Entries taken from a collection

impl WriteTally {
    fn new<'a>(records: impl Iterator<Item = &'a WriteRecord>) -> Self {
        let mut documents: HashMap<Uuid, Progress> = HashMap::new();
        for record in records {
            for document_id in record.source_document_ids() {
                documents.entry(*document_id).or_default().expected += 1;
            }
        }
        Self {
            documents: Mutex::new(documents),
            entities: AtomicUsize::new(0),
            relations: AtomicUsize::new(0),
        }
    }

    fn written(&self, record: &WriteRecord) {
        let counter = match record {
            WriteRecord::Entity(_) => &self.entities,
            WriteRecord::Relation(_) => &self.relations,
        };
        counter.fetch_add(1, Ordering::SeqCst);

        let mut documents = lock(&self.documents);
        for document_id in record.source_document_ids() {
            if let Some(progress) = documents.get_mut(document_id) {
                progress.written += 1;
            }
        }
    }

    fn failed(&self, record: &WriteRecord, failure: &RetryFailure<StoreError>) {
        let mut documents = lock(&self.documents);
        for document_id in record.source_document_ids() {
            if let Some(progress) = documents.get_mut(document_id) {
                if progress.failure.is_none() {
                    progress.failure = Some((
                        failure.error.class(),
                        format!("{record}: {failure}"),
                        failure.attempts,
                    ));
                }
            }
        }
    }

    fn outcome(&self, document_id: &Uuid) -> DocumentWrites {
        let documents = lock(&self.documents);
        let Some(progress) = documents.get(document_id) else {
            return DocumentWrites::Complete;
        };
        match &progress.failure {
            Some((class, reason, attempts)) => DocumentWrites::Failed {
                class: *class,
                reason: reason.clone(),
                attempts: *attempts,
            },
            None if progress.written >= progress.expected => DocumentWrites::Complete,
            None => DocumentWrites::Incomplete,
        }
    }

    fn counts(&self) -> WriteCounts {
        WriteCounts {
            entities: self.entities.load(Ordering::SeqCst),
            relations: self.relations.load(Ordering::SeqCst),
        }
    }
}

* [EXERCISE]:
A complete answer gives every line of the data that includes "Some".

* [FINAL ANSWER]:
            if let Some(progress) = documents.get_mut(document_id) {
            if let Some(progress) = documents.get_mut(document_id) {
                    progress.failure = Some((
        let Some(progress) = documents.get(document_id) else {
            Some((class, reason, attempts)) => DocumentWrites::Failed {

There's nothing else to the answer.